Last week the French chairperson experienced celebrity trips from Rihanna and Bono. But as political world gnaws, his ratings have begun to drop
A young manager processions to role promising sweeping change and buoyed by hopes that he will introduce a brand-new mode of politics to supplant a rejected foundation. He seems to walk on water and to be in touch with his times as he injects fresh life into international picks and invites pop idols to the official residence. Tony Blair 1997 or Emmanuel Macron 2017; Cool Britannia at Downing Street or, as we saw last week, Rihannaand Bonoat the lyse Palace to discuss world education and poverty.
But if it took half a dozen times for the Blair halo to lose its lustre, the French chairperson is already facing negative mentions that he is a bit extremely good to be true, that he is proving too big for his boots and that his predicted brand-new start for France will run aground on the familiar difficulties that stymied his precedes. Undeterred, nonetheless, by the analysi and descending canvas counts, Macron forged ahead last week with initiatives wandering from nationalising the countrys biggest shipbuilder, STX France, to presiding at a join where Libyas two main rival captains agreed to call a ceasefire and hold elections, as his wife Brigitte bounded down the steps of the palace to salute Rihanna.

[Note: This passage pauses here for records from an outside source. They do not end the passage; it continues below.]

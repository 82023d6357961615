//
// Copyright 2022-Present (c) Raja Lehtihet & Wael El Oraiby
//
// Redistribution and use in source and binary forms, with or without
// modification, are permitted provided that the following conditions are met:
//
// 1. Redistributions of source code must retain the above copyright notice,
// this list of conditions and the following disclaimer.
//
// 2. Redistributions in binary form must reproduce the above copyright notice,
// this list of conditions and the following disclaimer in the documentation
// and/or other materials provided with the distribution.
//
// 3. Neither the name of the copyright holder nor the names of its contributors
// may be used to endorse or promote products derived from this software without
// specific prior written permission.
//
// THIS SOFTWARE IS PROVIDED BY THE COPYRIGHT HOLDERS AND CONTRIBUTORS "AS IS"
// AND ANY EXPRESS OR IMPLIED WARRANTIES, INCLUDING, BUT NOT LIMITED TO, THE
// IMPLIED WARRANTIES OF MERCHANTABILITY AND FITNESS FOR A PARTICULAR PURPOSE
// ARE DISCLAIMED. IN NO EVENT SHALL THE COPYRIGHT HOLDER OR CONTRIBUTORS BE
// LIABLE FOR ANY DIRECT, INDIRECT, INCIDENTAL, SPECIAL, EXEMPLARY, OR
// CONSEQUENTIAL DAMAGES (INCLUDING, BUT NOT LIMITED TO, PROCUREMENT OF
// SUBSTITUTE GOODS OR SERVICES; LOSS OF USE, DATA, OR PROFITS; OR BUSINESS
// INTERRUPTION) HOWEVER CAUSED AND ON ANY THEORY OF LIABILITY, WHETHER IN
// CONTRACT, STRICT LIABILITY, OR TORT (INCLUDING NEGLIGENCE OR OTHERWISE)
// ARISING IN ANY WAY OUT OF THE USE OF THIS SOFTWARE, EVEN IF ADVISED OF THE
// POSSIBILITY OF SUCH DAMAGE.
//
use crate::{FontId, Host};

// based on the public domain branchless UTF-8 decoder:
// https://github.com/skeeto/branchless-utf8/blob/master/utf8.h

static LENGTH_LUT: [u8; 32] = [
    1, 1, 1, 1, 1, 1, 1, 1, //
    1, 1, 1, 1, 1, 1, 1, 1, //
    0, 0, 0, 0, 0, 0, 0, 0, //
    2, 2, 2, 2, 3, 3, 4, 0,
];

static MASK_LUT: [u8; 5] = [0x00, 0x7F, 0x1F, 0x0F, 0x07];

static SHIFT_LUT: [u32; 5] = [0, 18, 12, 6, 0];

/// Decodes one codepoint from the front of `input` and returns it together
/// with the number of bytes consumed. The sequence length comes from a lookup
/// on the top five bits of the lead byte; all four payload bytes are masked
/// and merged unconditionally, with reads past the end of `input` substituted
/// by zero. An illegal lead byte consumes one byte and yields an unspecified
/// codepoint, so a loop bounded by the buffer length always terminates.
pub fn decode_utf8(input: &[u8]) -> (u32, usize) {
    if input.is_empty() {
        return (0, 0);
    }

    let at = |i: usize| input.get(i).copied().unwrap_or(0);

    let lead = input[0];
    let len = LENGTH_LUT[(lead >> 3) as usize];
    let advance = (len + (len == 0) as u8) as usize;

    let mut codepoint = ((lead & MASK_LUT[len as usize]) as u32) << 18;
    codepoint |= ((at(1) & 0x3F) as u32) << 12;
    codepoint |= ((at(2) & 0x3F) as u32) << 6;
    codepoint |= (at(3) & 0x3F) as u32;
    codepoint >>= SHIFT_LUT[len as usize];

    (codepoint, advance)
}

/// Sums the horizontal pen advance of `text` in the given font. Glyphs the
/// font does not define contribute nothing.
pub(crate) fn string_advance<H: Host>(host: &mut H, text: &[u8], font: FontId) -> i32 {
    let mut cursor_x = 0;
    let mut i = 0;

    while i < text.len() {
        let (codepoint, advance) = decode_utf8(&text[i..]);
        i += advance;

        if let Some(metrics) = host.glyph_metrics(font, codepoint) {
            cursor_x += metrics.x_advance;
        }
    }

    cursor_x
}

/// Removes the last UTF-8 sequence from `buffer`: continuation bytes (top two
/// bits `10`) are dropped until a lead byte is reached, then the lead byte is
/// dropped too. The remainder is always valid UTF-8.
pub(crate) fn truncate_last_char(buffer: &mut String) {
    let bytes = buffer.as_bytes();
    let mut end = bytes.len();

    while end > 0 {
        end -= 1;

        if bytes[end] & 0xC0 != 0x80 {
            break;
        }
    }

    buffer.truncate(end);
}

Three months after his poll became inevitable as he faced the rightwing Front Nationals Marine Le Pen in the second round of the presidential engagement, the inevitable is continuing to happen. The youngest of French chairwomen is growing embroiled whether he likes it or not in the everyday business of government. He says he wants to rule as a Jupiter operating above the political upheaval as he delivers thunderbolt judgements and educations. His prototype is Charles de Gaulle, who built the semi-monarchical chairmen of the Fifth Republic in 1958 to enable him to rule above defendant disagreements in a way that would bring the French together behind his leadership.
It didnt used to work fairly like that for members of the general, who was forced into an unwelcome run-off ballot at the 1965 general elections and resigned 4 years later after losing a referendum poll. In France, partisan political disagreements and push from vested interest never will be eliminated. The question is whether the president can gain enough expressed support for transcend them, as De Gaulle did in the early years of the Fifth Republic, or whether they dictate episodes, as has happened under Macrons three predecessors.